The composer who made music his mission in life
Published 05/02/2012 | 06:00
'Baroque', as applied initially to the music of the period that included Handel and Bach, was scarcely a compliment. The word, from the Italian for distortion of a logical argument, had derogatory overtones.
What now seems to epitomise exemplary precision was altogether too complicated for the ears of those who came after.
These days, 1600 to 1750 is generally regarded as a time of untold musical riches. Handel and Bach scaled the summits, but the Italians led the way.
From Monteverdi, the first to push back the boundaries with this new music that celebrated melody, harmony, and most of all, a driving bass line, baroque developed through names still familiar -- Corelli, Scarlatti, and Vivaldi.
Another who belongs in this company, though less renowned for reasons which will become clear, is Domenico Zipoli. He was born in Tuscany in 1688, 10 years after Vivaldi, and started off on the organ in Florence.
In the usual way of things, he moved around to take lessons from the established names, going to Naples and, ultimately, Rome.
Known as a composer for organ and harpsichord, he secured the prestigious post of organist at the Jesuit church. What might not have been expected was that he would actually join the order.
Zipoli left Rome for Seville. While the rest were making their names across Europe, he was preparing for a life in the missions.
He was sent to South America, and spent 10 years in Córdoba in what would become Argentina. He never actually became a priest, for though he finished his studies, there was no one to ordain him.
The Jesuit missions across the subcontinent brought more than religion to the local population. They offered education, taught the basics of commerce, and added the finer aspects of European culture. Contemporary music -- baroque -- was part of that.
Zipoli was in charge of all things musical in Córdoba, and wrote prolifically while he was there. He'd moved on from compositions for the keyboard, now focussing on church music.

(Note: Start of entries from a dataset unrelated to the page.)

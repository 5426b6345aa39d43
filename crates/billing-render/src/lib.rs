//! Output layer for the AWS billing report.
//!
//! Encodes chart series as JSON, substitutes them into the page template and
//! drives the per-service chart drawing.

pub mod driver;
pub mod render;
//! Series matching: turn a chart definition into labelled data series.
//!
//! Each pair of a [`ChartSpec`] gets its own full traversal of the record
//! source.  Exact pairs compare the operation literally and the usage type
//! with a case-insensitive glob; sum pairs ignore the operation, match the
//! usage type case-sensitively and fold equal adjacent timestamps.

use billing_core::models::{ChartSpec, DataPoint, DataSeries, MatchMode, SeriesPair, UsageRecord};
use billing_core::{BillingError, Result};
use glob::{MatchOptions, Pattern};
use tracing::debug;

use crate::aggregator::SeriesAccumulator;
use crate::stream::RecordSource;

// ── PairFilter ────────────────────────────────────────────────────────────────

/// Compiled record predicate for one [`SeriesPair`].
#[derive(Debug, Clone)]
pub struct PairFilter {
    mode: MatchMode,
    operation: String,
    pattern: Pattern,
    options: MatchOptions,
}

impl PairFilter {
    pub fn new(pair: &SeriesPair) -> Result<Self> {
        let pattern =
            Pattern::new(&pair.usage_type).map_err(|source| BillingError::InvalidPattern {
                pattern: pair.usage_type.clone(),
                source,
            })?;
        let options = MatchOptions {
            case_sensitive: pair.mode == MatchMode::Sum,
            require_literal_separator: false,
            require_literal_leading_dot: false,
        };
        Ok(Self {
            mode: pair.mode,
            operation: pair.operation.clone(),
            pattern,
            options,
        })
    }

    pub fn mode(&self) -> MatchMode {
        self.mode
    }

    /// Whether `record` feeds this pair's series.
    pub fn matches(&self, record: &UsageRecord) -> bool {
        let operation_ok = match self.mode {
            MatchMode::Exact => record.operation == self.operation,
            MatchMode::Sum => true,
        };
        operation_ok && self.pattern.matches_with(&record.usage_type, self.options)
    }
}

// ── Public API ────────────────────────────────────────────────────────────────

/// Build the series of one pair with a single traversal of `source`.
pub fn build_pair_series(pair: &SeriesPair, source: &mut impl RecordSource) -> Result<DataSeries> {
    let filter = PairFilter::new(pair)?;
    let mut acc = SeriesAccumulator::new(filter.mode());

    for record in source.traverse()? {
        let record = record?;
        if filter.matches(&record) {
            acc.push(DataPoint::from_record(&record));
        }
    }

    debug!("{}: {} points", pair.label(), acc.len());
    Ok(DataSeries::new(pair.label(), acc.into_points()))
}

/// Build every series of `chart`, in pair order.
pub fn build_series(chart: &ChartSpec, source: &mut impl RecordSource) -> Result<Vec<DataSeries>> {
    debug!("Building chart {} ({} series)", chart.name, chart.pairs.len());
    chart
        .pairs
        .iter()
        .map(|pair| build_pair_series(pair, &mut *source))
        .collect()
}

// ── Tests ─────────────────────────────────────────────────────────────────────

His Missa San Ignacio is a wonderful example of what he wrote there and the music spread way beyond Argentina.
Zipoli died from TB at just 37, but his reputation was secure. The position of the Jesuits wasn't. Spain and Portugal, the colonial powers, were unhappy at the extent of their influence. They were expelled from South America and, along with much else, Zipoli's music was lost.
He might have been forgotten but for a chance find in the 1970s. An architect working on the restoration of an old mission church in Bolivia came upon a store of pages of original scores.
Among them was music by Domenico Zipoli.